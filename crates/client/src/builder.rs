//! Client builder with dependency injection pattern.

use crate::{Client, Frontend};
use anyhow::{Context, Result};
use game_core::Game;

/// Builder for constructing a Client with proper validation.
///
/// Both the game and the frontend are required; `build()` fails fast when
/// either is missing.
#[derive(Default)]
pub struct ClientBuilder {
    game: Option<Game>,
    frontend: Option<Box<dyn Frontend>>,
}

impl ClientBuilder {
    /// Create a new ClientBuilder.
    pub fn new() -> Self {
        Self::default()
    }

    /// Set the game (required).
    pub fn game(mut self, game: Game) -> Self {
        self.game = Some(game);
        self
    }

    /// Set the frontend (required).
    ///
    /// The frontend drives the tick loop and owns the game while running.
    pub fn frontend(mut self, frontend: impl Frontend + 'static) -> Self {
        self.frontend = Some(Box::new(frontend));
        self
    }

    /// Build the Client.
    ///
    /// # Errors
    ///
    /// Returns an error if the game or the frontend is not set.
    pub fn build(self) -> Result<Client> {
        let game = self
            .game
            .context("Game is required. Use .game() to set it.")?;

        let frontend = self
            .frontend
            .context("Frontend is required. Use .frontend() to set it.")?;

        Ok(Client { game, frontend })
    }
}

* * *

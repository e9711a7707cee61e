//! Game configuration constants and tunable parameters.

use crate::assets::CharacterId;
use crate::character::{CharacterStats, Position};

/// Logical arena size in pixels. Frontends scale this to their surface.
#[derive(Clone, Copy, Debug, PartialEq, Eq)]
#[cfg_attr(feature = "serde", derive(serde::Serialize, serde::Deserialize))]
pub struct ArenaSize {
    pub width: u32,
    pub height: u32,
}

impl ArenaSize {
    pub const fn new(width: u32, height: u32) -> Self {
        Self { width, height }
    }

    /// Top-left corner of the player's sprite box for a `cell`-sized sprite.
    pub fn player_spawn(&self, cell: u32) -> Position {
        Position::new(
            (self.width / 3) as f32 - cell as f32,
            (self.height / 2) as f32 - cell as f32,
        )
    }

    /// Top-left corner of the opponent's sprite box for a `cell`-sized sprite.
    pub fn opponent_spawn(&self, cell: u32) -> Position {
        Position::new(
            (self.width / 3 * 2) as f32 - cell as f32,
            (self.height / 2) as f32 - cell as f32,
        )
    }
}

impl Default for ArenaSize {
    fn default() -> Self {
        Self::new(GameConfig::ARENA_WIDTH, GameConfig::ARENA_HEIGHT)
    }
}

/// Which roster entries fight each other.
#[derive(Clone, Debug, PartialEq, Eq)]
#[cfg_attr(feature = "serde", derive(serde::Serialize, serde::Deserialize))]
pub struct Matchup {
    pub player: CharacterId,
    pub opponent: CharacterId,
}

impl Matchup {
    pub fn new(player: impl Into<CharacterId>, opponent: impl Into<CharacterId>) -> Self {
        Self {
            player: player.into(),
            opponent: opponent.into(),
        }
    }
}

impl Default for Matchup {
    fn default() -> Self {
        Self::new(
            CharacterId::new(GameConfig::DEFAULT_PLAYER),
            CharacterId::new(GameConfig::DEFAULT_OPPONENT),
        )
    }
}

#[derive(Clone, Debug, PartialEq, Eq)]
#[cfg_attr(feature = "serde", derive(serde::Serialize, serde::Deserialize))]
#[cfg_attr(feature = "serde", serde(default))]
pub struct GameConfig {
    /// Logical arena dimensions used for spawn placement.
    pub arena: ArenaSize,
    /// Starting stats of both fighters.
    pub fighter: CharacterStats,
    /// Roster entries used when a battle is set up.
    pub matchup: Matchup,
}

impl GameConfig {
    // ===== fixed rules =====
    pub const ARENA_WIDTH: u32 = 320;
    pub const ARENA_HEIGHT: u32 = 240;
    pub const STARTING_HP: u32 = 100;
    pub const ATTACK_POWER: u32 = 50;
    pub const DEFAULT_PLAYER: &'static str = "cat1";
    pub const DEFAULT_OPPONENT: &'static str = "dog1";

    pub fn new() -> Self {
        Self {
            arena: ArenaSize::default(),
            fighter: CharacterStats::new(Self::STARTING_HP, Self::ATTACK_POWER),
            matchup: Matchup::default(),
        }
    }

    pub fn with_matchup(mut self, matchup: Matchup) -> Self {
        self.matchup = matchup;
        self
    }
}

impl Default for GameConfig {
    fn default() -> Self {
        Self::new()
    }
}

...

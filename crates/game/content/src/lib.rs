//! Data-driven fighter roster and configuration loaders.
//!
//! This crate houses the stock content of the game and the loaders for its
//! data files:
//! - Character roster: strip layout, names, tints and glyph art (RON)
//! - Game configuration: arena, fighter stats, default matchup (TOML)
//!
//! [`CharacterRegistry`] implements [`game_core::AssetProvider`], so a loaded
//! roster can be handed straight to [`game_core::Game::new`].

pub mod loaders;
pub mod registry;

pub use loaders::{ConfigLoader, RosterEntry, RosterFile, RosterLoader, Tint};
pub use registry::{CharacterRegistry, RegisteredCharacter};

◆ Assigned task: Nothing but lines that contain "configuration" should appear in the answer. Copy each from the records.

◆ Solution:
//! Game configuration constants and tunable parameters.
//! Data-driven fighter roster and configuration loaders.
//! - Game configuration: arena, fighter stats, default matchup (TOML)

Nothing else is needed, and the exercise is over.